Make Sure You Have Good Credit?

Having a good credit score is essential if you want to get approved for an auto loan with decent terms. In general, a good FICO® Score☉ ranges from 670 to 739, and a higher score is even better.

Auto lenders typically use the FICO 8 or FICO Auto Score models to determine your score. Keep in mind, though, that lenders may have their own rubric for determining what they consider to be good or not. But if your credit score is at least in the good range, you’ll have a relatively good chance of getting approved.

Also, note that lenders may choose to approve you for a car loan even if you have a less-than-ideal credit score. But they may charge you a higher interest rate or require a cosigner with strong, established credit. Some lenders specialize in working with people who have bad credit scores, but these loans can be expensive, so it’s a good idea to work on improving your score before you apply.

Have a Source of Income

Having a steady income is important to auto lenders because it improves the likelihood that you’ll make your monthly payments. Depending on the lender and your job situation, you may need to provide one or more forms of documentation.

Having a steady income is important to auto lenders because it improves the likelihood that you’ll make your monthly payments. Depending on the lender and your job situation, you may need to provide one or more forms of documentation.

Be Able to Prove Your Identity and Residence

If you’re getting a loan from the bank or sacco you use regularly, you may not need to provide this information. If you’re working with a lender for the first time, however, you may need to provide a government-issued ID and proof of residence.

This is primarily because the lender wants to know where the car will be parked in case you default on payments and it needs to repossess the vehicle.

Again, requirements can vary by lender, but in general, a driver’s license or other government-issued ID with your current address can satisfy both. If you don’t have that, you can also provide a utility bill, lease agreement or bank statement with your address on it to prove your residence.

Have a Down Payment or Trade-In

Making a down payment or trading in your current car reduces how much you have to borrow and can make it easier to get approved at a lower interest rate.
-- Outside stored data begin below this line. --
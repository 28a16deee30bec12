//! Single-line label that truncates in the middle.

use unicode_segmentation::UnicodeSegmentation;

use crate::config::TruncateProps;
use crate::core::anchor::Anchor;
use crate::core::clipboard::{ClipboardSink, CopyDecision, SelectionSource, SmartCopy};
use crate::core::component::Component;
use crate::core::debounce::{Clock, SystemClock};
use crate::core::measure::TerminalMeasurer;
use crate::core::text::width::{grapheme_width, visible_width};
use crate::runtime::controller::TruncateController;

/// Terminal label wrapping a [`TruncateController`].
///
/// The first render mounts the controller with the render width as container. Later width
/// changes (from `render` or `set_viewport_size`) go through the resize debounce. Only the first
/// line of multi-line text is shown.
pub struct TruncateMiddle<C: Clock = SystemClock> {
    controller: TruncateController<TerminalMeasurer, C>,
    padding_x: usize,
    padding_y: usize,
}

impl TruncateMiddle<SystemClock> {
    pub fn new(props: TruncateProps) -> Self {
        Self::with_clock(props, SystemClock)
    }
}

impl<C: Clock> TruncateMiddle<C> {
    pub fn with_clock(props: TruncateProps, clock: C) -> Self {
        let mut controller = TruncateController::new(props, TerminalMeasurer::new(), clock);
        controller.set_single_line(true);
        Self {
            controller,
            padding_x: 0,
            padding_y: 0,
        }
    }

    pub fn with_padding(mut self, padding_x: usize, padding_y: usize) -> Self {
        self.padding_x = padding_x;
        self.padding_y = padding_y;
        self
    }

    pub fn set_text(&mut self, text: &str) {
        self.controller.set_text(text);
    }

    pub fn set_ellipsis(&mut self, ellipsis: impl Into<String>) {
        self.controller.set_ellipsis(ellipsis);
    }

    pub fn set_start(&mut self, anchor: Option<Anchor>) {
        self.controller.set_start(anchor);
    }

    pub fn set_end(&mut self, anchor: Option<Anchor>) {
        self.controller.set_end(anchor);
    }

    pub fn set_smart_copy(&mut self, policy: SmartCopy) {
        self.controller.set_smart_copy(policy);
    }

    /// Tear the label down. It mounts again on the next render.
    pub fn unmount(&mut self) {
        self.controller.unmount();
    }

    pub fn handle_copy(
        &self,
        selection: &mut dyn SelectionSource,
        sink: &mut dyn ClipboardSink,
    ) -> CopyDecision {
        self.controller.handle_copy(selection, sink)
    }

    pub fn truncated_text(&self) -> &str {
        self.controller.truncated_text()
    }

    pub fn controller(&self) -> &TruncateController<TerminalMeasurer, C> {
        &self.controller
    }

    fn available_width(&self, width: usize) -> usize {
        width.saturating_sub(self.padding_x * 2).max(1)
    }

    fn resize_container(&mut self, available: usize) {
        let measurer = self.controller.measurer_mut();
        if measurer.container() == Some(available) {
            return;
        }
        measurer.set_container(available);

        if self.controller.is_mounted() {
            self.controller.on_resize();
        }
    }
}

impl<C: Clock> Component for TruncateMiddle<C> {
    fn render(&mut self, width: usize) -> Vec<String> {
        let available = self.available_width(width);
        if self.controller.is_mounted() {
            self.resize_container(available);
            self.controller.poll();
        } else {
            self.controller.measurer_mut().set_container(available);
            self.controller.mount();
        }

        let mut result = Vec::new();
        let empty_line = " ".repeat(width);

        for _ in 0..self.padding_y {
            result.push(empty_line.clone());
        }

        // Until a pending resize fires the label may still be laid out for the old width.
        let display_text = clip_to_width(self.controller.truncated_text(), available);

        let left_padding = " ".repeat(self.padding_x);
        let right_padding = " ".repeat(self.padding_x);
        let line_with_padding = format!("{left_padding}{display_text}{right_padding}");

        let line_visible_width = visible_width(&line_with_padding);
        let padding_needed = width.saturating_sub(line_visible_width);
        let final_line = format!("{line_with_padding}{}", " ".repeat(padding_needed));

        result.push(final_line);

        for _ in 0..self.padding_y {
            result.push(empty_line.clone());
        }

        result
    }

    fn set_viewport_size(&mut self, cols: usize, _rows: usize) {
        let available = self.available_width(cols);
        self.resize_container(available);
    }

    fn invalidate(&mut self) {
        self.controller.refresh();
    }
}

fn clip_to_width(text: &str, max_width: usize) -> &str {
    let mut used = 0;
    for (idx, grapheme) in text.grapheme_indices(true) {
        used += grapheme_width(grapheme);
        if used > max_width {
            return &text[..idx];
        }
    }
    text
}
Here’s what you need to know about each option.

Down Payment

A down payment is cash that you give to the dealer or seller to help cover a portion of the sales price of the vehicle. Lenders tend to view borrowers with down payments more favorably because it means they have skin in the game and are less likely to default.
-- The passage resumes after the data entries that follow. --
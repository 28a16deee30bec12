//! Debug logging sinks for TRUNCATE_MIDDLE_DEBUG / TRUNCATE_MIDDLE_LOG.
//!
//! The library only emits `tracing` events. Hosts that already install a subscriber get them
//! for free; [`init`] is for hosts that do not.

use std::fs::OpenOptions;
use std::io;
use std::sync::Mutex;

use once_cell::sync::OnceCell;
use tracing_subscriber::EnvFilter;

use crate::config::EnvConfig;

static INSTALLED: OnceCell<bool> = OnceCell::new();

/// Install a fmt subscriber according to `config`.
///
/// Returns whether a subscriber installed by this crate is active. Only the first call has any
/// effect.
pub fn init(config: &EnvConfig) -> io::Result<bool> {
    INSTALLED.get_or_try_init(|| install(config)).copied()
}

fn install(config: &EnvConfig) -> io::Result<bool> {
    if !config.debug && config.log_file.is_none() {
        return Ok(false);
    }

    let filter = EnvFilter::new("truncate_middle=debug");
    let result = match config.log_file.as_deref() {
        Some(path) => {
            let file = OpenOptions::new().create(true).append(true).open(path)?;
            tracing_subscriber::fmt()
                .with_env_filter(filter)
                .with_ansi(false)
                .with_writer(Mutex::new(file))
                .try_init()
        }
        None => tracing_subscriber::fmt()
            .with_env_filter(filter)
            .with_writer(io::stderr)
            .try_init(),
    };

    // Another subscriber already owns the global slot; events still reach it.
    Ok(result.is_ok())
}
//! Runtime orchestration of a single label.

pub mod controller;

pub use controller::{ControllerState, TruncateController};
Because a down payment reduces how much you have to borrow, it also lowers your monthly payment and the total amount you pay in interest.

Understand How Financing at a Dealer Works

If you’re working with a dealer, it’s important to understand how they handle the financing process. With many dealers, they reach out to multiple lenders at once to get quotes that they can share with you. Be sure to ask to view all the quotes instead of just the one the dealer recommends.

Some dealers may even offer special financing programs to borrowers that are sponsored by the car’s manufacturer. These deals typically require that you have excellent credit and agree to specific terms.